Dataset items
*** Block opens ***
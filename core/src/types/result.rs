use std::fmt;

use serde::{Deserialize, Serialize};

use crate::convergence::diagnose::Diagnosis;
use crate::types::operation::Operation;


#[derive(Debug, Clone, Copy, Serialize, Deserialize, PartialEq, Eq)]
#[serde(rename_all = "snake_case")]
pub enum OperationStatus {
    Success,
    Failure,
    Skipped,
}

impl fmt::Display for OperationStatus {
    fn fmt(&self, f: &mut fmt::Formatter<'_>) -> fmt::Result {
        match self {
            OperationStatus::Success => write!(f, "SUCCESS"),
            OperationStatus::Failure => write!(f, "FAILURE"),
            OperationStatus::Skipped => write!(f, "SKIPPED"),
        }
    }
}


/// Outcome of executing one `Operation`. Built once by the batch executor.
#[derive(Debug, Clone, Serialize, Deserialize, PartialEq)]
pub struct OperationResult {
    pub operation: Operation,
    pub status: OperationStatus,
    pub stdout: String,
    pub stderr: String,
    /// `None` when the command was never run or could not be spawned.
    pub exit_code: Option<i32>,
    #[serde(default, skip_serializing_if = "Option::is_none")]
    pub diagnosis: Option<Diagnosis>,
    #[serde(default, skip_serializing_if = "Option::is_none")]
    pub skip_reason: Option<String>,
}

impl OperationResult {
    pub fn skipped(operation: Operation, reason: impl Into<String>) -> Self {
        OperationResult {
            operation,
            status: OperationStatus::Skipped,
            stdout: String::new(),
            stderr: String::new(),
            exit_code: None,
            diagnosis: None,
            skip_reason: Some(reason.into()),
        }
    }

    pub fn is_failure(&self) -> bool {
        self.status == OperationStatus::Failure
    }
}
//! Contract binding and write confirmation.
//!
//! A [`ContractHandle`] is a callable capability bound to a contract
//! address, an interface schema, and the signing capability of an active
//! session. It is a derived value: it exists only while a session is
//! connected, and is rebuilt from scratch whenever a session is
//! (re)established. Each handle carries a generation token so that results
//! from a handle that has since been invalidated can be recognized as stale
//! and discarded.
//!
//! Writes return a [`PendingTransaction`]: the write is not durable until
//! [`PendingTransaction::wait`] observes a confirmed receipt. An absent
//! receipt past the configured timeout is a terminal confirmation failure,
//! not an indefinite wait.

use std::time::Duration;

use serde_json::{json, Value};
use thiserror::Error;
use tokio::time::{sleep, Instant};
use tracing::{debug, info};

use crate::config::Config;
use crate::provider::{Provider, RpcClient, RpcError};
use crate::session::Session;
use crate::types::{Address, AddressParseError, Receipt, TxHash, TxStatus};
use crate::wallet::{Wallet, WalletError};

/// Descriptor for one contract method.
#[derive(Debug, Clone, Copy, PartialEq, Eq)]
pub struct MethodSpec {
    /// Wire-level method name.
    pub name: &'static str,
    /// Whether the method mutates contract state (write vs read).
    pub mutates: bool,
    /// Number of arguments the method takes.
    pub arity: usize,
}

/// An ABI-equivalent description of a contract interface.
#[derive(Debug, Clone, Copy, PartialEq, Eq)]
pub struct InterfaceSpec {
    /// The methods the contract exposes.
    pub methods: &'static [MethodSpec],
}

impl InterfaceSpec {
    /// Looks up a method descriptor by name.
    #[must_use]
    pub fn method(&self, name: &str) -> Option<&MethodSpec> {
        self.methods.iter().find(|m| m.name == name)
    }
}

/// Interface of the task ledger contract: one read returning the full
/// ordered task collection, three writes.
pub static TASK_INTERFACE: InterfaceSpec = InterfaceSpec {
    methods: &[
        MethodSpec {
            name: "getTasks",
            mutates: false,
            arity: 0,
        },
        MethodSpec {
            name: "addTask",
            mutates: true,
            arity: 1,
        },
        MethodSpec {
            name: "completeTask",
            mutates: true,
            arity: 1,
        },
        MethodSpec {
            name: "deleteTask",
            mutates: true,
            arity: 1,
        },
    ],
};

/// Methods the client requires the bound interface to expose.
const REQUIRED_METHODS: [MethodSpec; 4] = [
    MethodSpec {
        name: "getTasks",
        mutates: false,
        arity: 0,
    },
    MethodSpec {
        name: "addTask",
        mutates: true,
        arity: 1,
    },
    MethodSpec {
        name: "completeTask",
        mutates: true,
        arity: 1,
    },
    MethodSpec {
        name: "deleteTask",
        mutates: true,
        arity: 1,
    },
];

/// Errors that can occur while constructing a contract handle.
#[derive(Error, Debug)]
pub enum BindingError {
    /// No contract address was configured.
    #[error("no contract address configured")]
    MissingAddress,

    /// The configured contract address is not a valid ledger address.
    #[error("malformed contract address: {0}")]
    MalformedAddress(#[from] AddressParseError),

    /// The interface schema does not expose a required method with the
    /// expected shape.
    #[error("interface schema mismatch on method: {0}")]
    SchemaMismatch(&'static str),

    /// The session's signing capability could not be obtained.
    #[error("signer unavailable: {0}")]
    Signer(#[from] WalletError),
}

/// Errors that can occur while waiting for a confirmation.
#[derive(Error, Debug)]
pub enum ConfirmationError {
    /// The ledger finalized the transaction as rolled back.
    #[error("transaction {hash} reverted")]
    Reverted { hash: TxHash },

    /// No receipt appeared within the configured timeout. The write must
    /// be treated as not applied.
    #[error("transaction {hash} still unconfirmed after {waited_secs}s")]
    TimedOut { hash: TxHash, waited_secs: u64 },

    /// The receipt lookup itself failed.
    #[error("receipt lookup failed: {0}")]
    Receipt(#[from] RpcError),
}

/// A callable capability bound to the task contract.
///
/// Read calls go straight to the ledger; write calls are signed with the
/// session's wallet and produce a [`PendingTransaction`].
#[derive(Debug, Clone)]
pub struct ContractHandle {
    address: Address,
    interface: &'static InterfaceSpec,
    signer: Wallet,
    account: Address,
    rpc: RpcClient,
    generation: u64,
    confirm_timeout: Duration,
    confirm_poll: Duration,
}

impl ContractHandle {
    /// Constructs a handle from an active session.
    ///
    /// Validates the configured contract address, checks that `interface`
    /// exposes every operation the client requires, and obtains the signing
    /// capability from the provider. Idempotent: binding again simply
    /// produces a fresh handle under a new generation.
    ///
    /// # Errors
    ///
    /// Returns `BindingError` if the address is missing or malformed, the
    /// schema lacks a required method, or the signer cannot be loaded. No
    /// handle is produced on failure.
    pub fn bind(
        provider: &Provider,
        session: &Session,
        config: &Config,
        interface: &'static InterfaceSpec,
        generation: u64,
    ) -> Result<Self, BindingError> {
        let raw = config
            .contract_address
            .as_deref()
            .ok_or(BindingError::MissingAddress)?;
        let address = Address::parse(raw)?;

        for required in &REQUIRED_METHODS {
            match interface.method(required.name) {
                Some(found) if found == required => {}
                _ => return Err(BindingError::SchemaMismatch(required.name)),
            }
        }

        let signer = provider.signer()?;
        let account = session.primary_account().clone();

        info!(contract = %address, %account, generation, "Contract handle bound");

        Ok(Self {
            address,
            interface,
            signer,
            account,
            rpc: provider.rpc().clone(),
            generation,
            confirm_timeout: Duration::from_secs(config.confirm_timeout_secs),
            confirm_poll: Duration::from_millis(config.confirm_poll_ms),
        })
    }

    /// Returns the generation token this handle was bound under.
    #[must_use]
    pub fn generation(&self) -> u64 {
        self.generation
    }

    /// Returns the bound contract address.
    #[must_use]
    pub fn address(&self) -> &Address {
        &self.address
    }

    /// Returns the interface schema the handle was bound against.
    #[must_use]
    pub fn interface(&self) -> &'static InterfaceSpec {
        self.interface
    }

    /// Invokes a read-only contract method.
    async fn call(&self, method: &str, args: Vec<Value>) -> Result<Value, RpcError> {
        self.rpc
            .request(
                "ledger_call",
                json!({ "to": self.address, "method": method, "args": args }),
            )
            .await
    }

    /// Submits a signed write call, returning its pending transaction.
    async fn submit(&self, method: &str, args: Vec<Value>) -> Result<PendingTransaction, RpcError> {
        let call = json!({ "to": self.address, "method": method, "args": args });
        let signature = self.signer.sign(&serde_json::to_vec(&call)?);

        let result = self
            .rpc
            .request(
                "ledger_submit",
                json!({
                    "to": self.address,
                    "method": method,
                    "args": args,
                    "from": self.account,
                    "signature": signature,
                }),
            )
            .await?;

        let hash: TxHash = serde_json::from_value(result)?;
        info!(%hash, method, "Write submitted");

        Ok(PendingTransaction {
            hash,
            rpc: self.rpc.clone(),
            timeout: self.confirm_timeout,
            poll: self.confirm_poll,
        })
    }

    /// Reads the full ordered task collection as raw wire records.
    pub async fn get_tasks(&self) -> Result<Value, RpcError> {
        self.call("getTasks", Vec::new()).await
    }

    /// Submits an `addTask` write.
    pub async fn add_task(&self, text: &str) -> Result<PendingTransaction, RpcError> {
        self.submit("addTask", vec![json!(text)]).await
    }

    /// Submits a `completeTask` write for the task at `index`.
    pub async fn complete_task(&self, index: usize) -> Result<PendingTransaction, RpcError> {
        self.submit("completeTask", vec![json!(index)]).await
    }

    /// Submits a `deleteTask` write for the task at `index`.
    pub async fn delete_task(&self, index: usize) -> Result<PendingTransaction, RpcError> {
        self.submit("deleteTask", vec![json!(index)]).await
    }
}

/// A submitted write awaiting ledger finalization.
#[must_use = "a submitted write is not durable until wait() observes its confirmation"]
#[derive(Debug)]
pub struct PendingTransaction {
    hash: TxHash,
    rpc: RpcClient,
    timeout: Duration,
    poll: Duration,
}

impl PendingTransaction {
    /// Returns the pending transaction hash.
    #[must_use]
    pub fn hash(&self) -> &TxHash {
        &self.hash
    }

    /// Suspends until the ledger finalizes the transaction.
    ///
    /// Polls the receipt endpoint at the configured interval. Resolves with
    /// the receipt once the transaction is confirmed.
    ///
    /// # Errors
    ///
    /// Returns `ConfirmationError` if the transaction reverted, no receipt
    /// appeared before the timeout, or a receipt lookup failed.
    pub async fn wait(self) -> Result<Receipt, ConfirmationError> {
        let deadline = Instant::now() + self.timeout;

        loop {
            let result = self
                .rpc
                .request("ledger_receipt", json!({ "hash": self.hash }))
                .await?;

            if !result.is_null() {
                let receipt: Receipt =
                    serde_json::from_value(result).map_err(RpcError::Json)?;
                return match receipt.status {
                    TxStatus::Confirmed => {
                        info!(
                            hash = %self.hash,
                            block = receipt.block_number,
                            "Transaction confirmed"
                        );
                        Ok(receipt)
                    }
                    TxStatus::Reverted => Err(ConfirmationError::Reverted {
                        hash: self.hash.clone(),
                    }),
                };
            }

            if Instant::now() + self.poll > deadline {
                return Err(ConfirmationError::TimedOut {
                    hash: self.hash.clone(),
                    waited_secs: self.timeout.as_secs(),
                });
            }

            debug!(hash = %self.hash, "Receipt pending; polling again");
            sleep(self.poll).await;
        }
    }
}
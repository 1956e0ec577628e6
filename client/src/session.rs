//! Wallet session management.
//!
//! A [`Session`] is an authorized binding between the client and the
//! accounts the wallet controls. The session state machine has two states,
//! Disconnected and Connected: the application holds `Option<Session>`, and
//! `Some` means Connected. A session is created only by a successful
//! authorization request and destroyed only by logout; there is no partial
//! state in between.

use tracing::info;

use crate::provider::Provider;
use crate::types::Address;
use crate::wallet::WalletError;

/// An authorized wallet session.
///
/// Holds the ordered account addresses granted by the wallet. A `Session`
/// always has at least one account: an authorization that yields zero
/// accounts does not create a session.
#[derive(Debug, Clone, PartialEq, Eq)]
pub struct Session {
    accounts: Vec<Address>,
}

impl Session {
    /// Requests account access from the provider and establishes a session.
    ///
    /// Returns `Ok(None)` when the wallet reports zero accounts: the
    /// session remains disconnected without an error, matching a user who
    /// dismissed the authorization request.
    ///
    /// # Errors
    ///
    /// Returns `WalletError` if the wallet rejected the request or its key
    /// material could not be loaded. No session is created on failure.
    pub fn establish(provider: &Provider) -> Result<Option<Self>, WalletError> {
        let accounts = provider.request_accounts()?;

        if accounts.is_empty() {
            info!("Wallet returned zero accounts; staying disconnected");
            return Ok(None);
        }

        info!(accounts = accounts.len(), "Session established");
        Ok(Some(Self { accounts }))
    }

    /// Returns the ordered accounts granted to this session.
    #[must_use]
    pub fn accounts(&self) -> &[Address] {
        &self.accounts
    }

    /// Returns the primary (first) account.
    #[must_use]
    pub fn primary_account(&self) -> &Address {
        // Construction guarantees at least one account.
        &self.accounts[0]
    }
}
*** Block closes ***
What the exercise asks: Set down, from the entries above, exactly the lines from the one with "pub fn address(&self)" up to and including the one with "read-only contract method.", and no other lines.

Reply to the exercise:
    pub fn address(&self) -> &Address {
        &self.address
    }

    /// Returns the interface schema the handle was bound against.
    #[must_use]
    pub fn interface(&self) -> &'static InterfaceSpec {
        self.interface
    }

    /// Invokes a read-only contract method.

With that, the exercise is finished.